PROBLEM REQUIREMENTS → These entries are to be set down again exactly.

PROVIDED INFORMATION →
//! # Inventory HTTP Server
//!
//! The served-mode backend. It mounts the [`LocalRouter`] under the API root
//! for every method, so a browser client talking HTTP gets exactly the
//! answers the desktop shell gets in-process.
//!
//! ## Architecture
//! ```text
//! ┌─────────────────────────────────────────────────────────────────────────┐
//! │                    InventoryServer (Axum)                               │
//! │                                                                         │
//! │  GET  /health ──────────────────────────────► "OK"                      │
//! │                                                                         │
//! │  *    /api/... ──► read JSON body ──► LocalRouter::route ──► store      │
//! │                     │                       │                           │
//! │                     └─ unparseable → 400    └─ (status, JSON body)      │
//! │                                                                         │
//! │  *    anything else ────────────────────────► 404 {"error":"Not found"} │
//! │                                                                         │
//! │  Shutdown: ServerHandle::shutdown() → graceful drain → task exits       │
//! └─────────────────────────────────────────────────────────────────────────┘
//! ```

use std::net::SocketAddr;
use std::sync::Arc;

use axum::{
    body::Bytes,
    extract::State,
    http::{Method, Uri},
    response::{IntoResponse, Response},
    routing::get,
    Json, Router,
};
use serde_json::Value;
use tokio::net::TcpListener;
use tokio::sync::mpsc;
use tokio::task::JoinHandle;
use tracing::{debug, info};

use crate::config::ServerSettings;
use crate::error::{TransportError, TransportResult};
use crate::router::{LocalRouter, RouteResponse};

// =============================================================================
// Server
// =============================================================================

/// The served-mode HTTP server.
pub struct InventoryServer {
    settings: ServerSettings,
    router: Arc<LocalRouter>,
}

/// Handle for controlling a running server.
pub struct ServerHandle {
    local_addr: SocketAddr,
    shutdown_tx: mpsc::Sender<()>,
    task: JoinHandle<()>,
}

impl ServerHandle {
    /// The address the server is listening on.
    pub fn local_addr(&self) -> SocketAddr {
        self.local_addr
    }

    /// Base URL for an [`HttpTransport`](crate::transport::HttpTransport).
    pub fn base_url(&self) -> String {
        format!("http://{}", self.local_addr)
    }

    /// Stops accepting connections and waits for in-flight requests.
    pub async fn shutdown(self) -> TransportResult<()> {
        self.shutdown_tx
            .send(())
            .await
            .map_err(|_| TransportError::ChannelError("Server shutdown channel closed".into()))?;

        self.task
            .await
            .map_err(|e| TransportError::ChannelError(format!("Server task failed: {}", e)))
    }
}

impl InventoryServer {
    /// Creates a server over `router`.
    pub fn new(settings: ServerSettings, router: LocalRouter) -> Self {
        InventoryServer {
            settings,
            router: Arc::new(router),
        }
    }

    /// Builds the axum application.
    pub fn app(&self) -> Router {
        Router::new()
            .route("/health", get(health_handler))
            .fallback(api_handler)
            .with_state(Arc::clone(&self.router))
    }

    /// Binds and starts serving in a background task.
    pub async fn start(self) -> TransportResult<ServerHandle> {
        let (shutdown_tx, mut shutdown_rx) = mpsc::channel::<()>(1);

        let app = self.app();

        let bind_addr = self.settings.bind_address();
        let listener = TcpListener::bind(&bind_addr)
            .await
            .map_err(|e| TransportError::BindFailed {
                addr: bind_addr.clone(),
                reason: e.to_string(),
            })?;
        let local_addr = listener.local_addr().map_err(|e| TransportError::BindFailed {
            addr: bind_addr.clone(),
            reason: e.to_string(),
        })?;

        info!(addr = %local_addr, api_root = %self.router.api_root(), "Inventory server started");

        let task = tokio::spawn(async move {
            axum::serve(listener, app)
                .with_graceful_shutdown(async move {
                    shutdown_rx.recv().await;
                    info!("Inventory server shutting down");
                })
                .await
                .ok();
        });

        Ok(ServerHandle {
            local_addr,
            shutdown_tx,
            task,
        })
    }
}

// =============================================================================
// Handlers
// =============================================================================

/// Health check endpoint.
async fn health_handler() -> impl IntoResponse {
    "OK"
}

/// Everything that isn't `/health`.
async fn api_handler(
    State(router): State<Arc<LocalRouter>>,
    method: Method,
    uri: Uri,
    body: Bytes,
) -> Response {
    let path = uri.path();

    if router.strip_api_root(path).is_none() {
        debug!(method = %method, path = %path, "Request outside API root");
        return into_response(RouteResponse::not_found());
    }

    let body = if body.is_empty() {
        None
    } else {
        match serde_json::from_slice::<Value>(&body) {
            Ok(value) => Some(value),
            Err(e) => return into_response(RouteResponse::bad_request(e.to_string())),
        }
    };

    into_response(router.route(&method, path, body).await)
}

fn into_response(response: RouteResponse) -> Response {
    (response.status, Json(response.body)).into_response()
}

REPLY TO THE EXERCISE →
//! # Inventory HTTP Server
//!
//! The served-mode backend. It mounts the [`LocalRouter`] under the API root
//! for every method, so a browser client talking HTTP gets exactly the
//! answers the desktop shell gets in-process.
//!
//! ## Architecture
//! ```text
//! ┌─────────────────────────────────────────────────────────────────────────┐
//! │                    InventoryServer (Axum)                               │
//! │                                                                         │
//! │  GET  /health ──────────────────────────────► "OK"                      │
//! │                                                                         │
//! │  *    /api/... ──► read JSON body ──► LocalRouter::route ──► store      │
//! │                     │                       │                           │
//! │                     └─ unparseable → 400    └─ (status, JSON body)      │
//! │                                                                         │
//! │  *    anything else ────────────────────────► 404 {"error":"Not found"} │
//! │                                                                         │
//! │  Shutdown: ServerHandle::shutdown() → graceful drain → task exits       │
//! └─────────────────────────────────────────────────────────────────────────┘
//! ```

use std::net::SocketAddr;
use std::sync::Arc;

use axum::{
    body::Bytes,
    extract::State,
    http::{Method, Uri},
    response::{IntoResponse, Response},
    routing::get,
    Json, Router,
};
use serde_json::Value;
use tokio::net::TcpListener;
use tokio::sync::mpsc;
use tokio::task::JoinHandle;
use tracing::{debug, info};

use crate::config::ServerSettings;
use crate::error::{TransportError, TransportResult};
use crate::router::{LocalRouter, RouteResponse};

// =============================================================================
// Server
// =============================================================================

/// The served-mode HTTP server.
pub struct InventoryServer {
    settings: ServerSettings,
    router: Arc<LocalRouter>,
}

/// Handle for controlling a running server.
pub struct ServerHandle {
    local_addr: SocketAddr,
    shutdown_tx: mpsc::Sender<()>,
    task: JoinHandle<()>,
}

impl ServerHandle {
    /// The address the server is listening on.
    pub fn local_addr(&self) -> SocketAddr {
        self.local_addr
    }

    /// Base URL for an [`HttpTransport`](crate::transport::HttpTransport).
    pub fn base_url(&self) -> String {
        format!("http://{}", self.local_addr)
    }

    /// Stops accepting connections and waits for in-flight requests.
    pub async fn shutdown(self) -> TransportResult<()> {
        self.shutdown_tx
            .send(())
            .await
            .map_err(|_| TransportError::ChannelError("Server shutdown channel closed".into()))?;

        self.task
            .await
            .map_err(|e| TransportError::ChannelError(format!("Server task failed: {}", e)))
    }
}

impl InventoryServer {
    /// Creates a server over `router`.
    pub fn new(settings: ServerSettings, router: LocalRouter) -> Self {
        InventoryServer {
            settings,
            router: Arc::new(router),
        }
    }

    /// Builds the axum application.
    pub fn app(&self) -> Router {
        Router::new()
            .route("/health", get(health_handler))
            .fallback(api_handler)
            .with_state(Arc::clone(&self.router))
    }

    /// Binds and starts serving in a background task.
    pub async fn start(self) -> TransportResult<ServerHandle> {
        let (shutdown_tx, mut shutdown_rx) = mpsc::channel::<()>(1);

        let app = self.app();

        let bind_addr = self.settings.bind_address();
        let listener = TcpListener::bind(&bind_addr)
            .await
            .map_err(|e| TransportError::BindFailed {
                addr: bind_addr.clone(),
                reason: e.to_string(),
            })?;
        let local_addr = listener.local_addr().map_err(|e| TransportError::BindFailed {
            addr: bind_addr.clone(),
            reason: e.to_string(),
        })?;

        info!(addr = %local_addr, api_root = %self.router.api_root(), "Inventory server started");

        let task = tokio::spawn(async move {
            axum::serve(listener, app)
                .with_graceful_shutdown(async move {
                    shutdown_rx.recv().await;
                    info!("Inventory server shutting down");
                })
                .await
                .ok();
        });

        Ok(ServerHandle {
            local_addr,
            shutdown_tx,
            task,
        })
    }
}

// =============================================================================
// Handlers
// =============================================================================

/// Health check endpoint.
async fn health_handler() -> impl IntoResponse {
    "OK"
}

/// Everything that isn't `/health`.
async fn api_handler(
    State(router): State<Arc<LocalRouter>>,
    method: Method,
    uri: Uri,
    body: Bytes,
) -> Response {
    let path = uri.path();

    if router.strip_api_root(path).is_none() {
        debug!(method = %method, path = %path, "Request outside API root");
        return into_response(RouteResponse::not_found());
    }

    let body = if body.is_empty() {
        None
    } else {
        match serde_json::from_slice::<Value>(&body) {
            Ok(value) => Some(value),
            Err(e) => return into_response(RouteResponse::bad_request(e.to_string())),
        }
    };

    into_response(router.route(&method, path, body).await)
}

fn into_response(response: RouteResponse) -> Response {
    (response.status, Json(response.body)).into_response()
}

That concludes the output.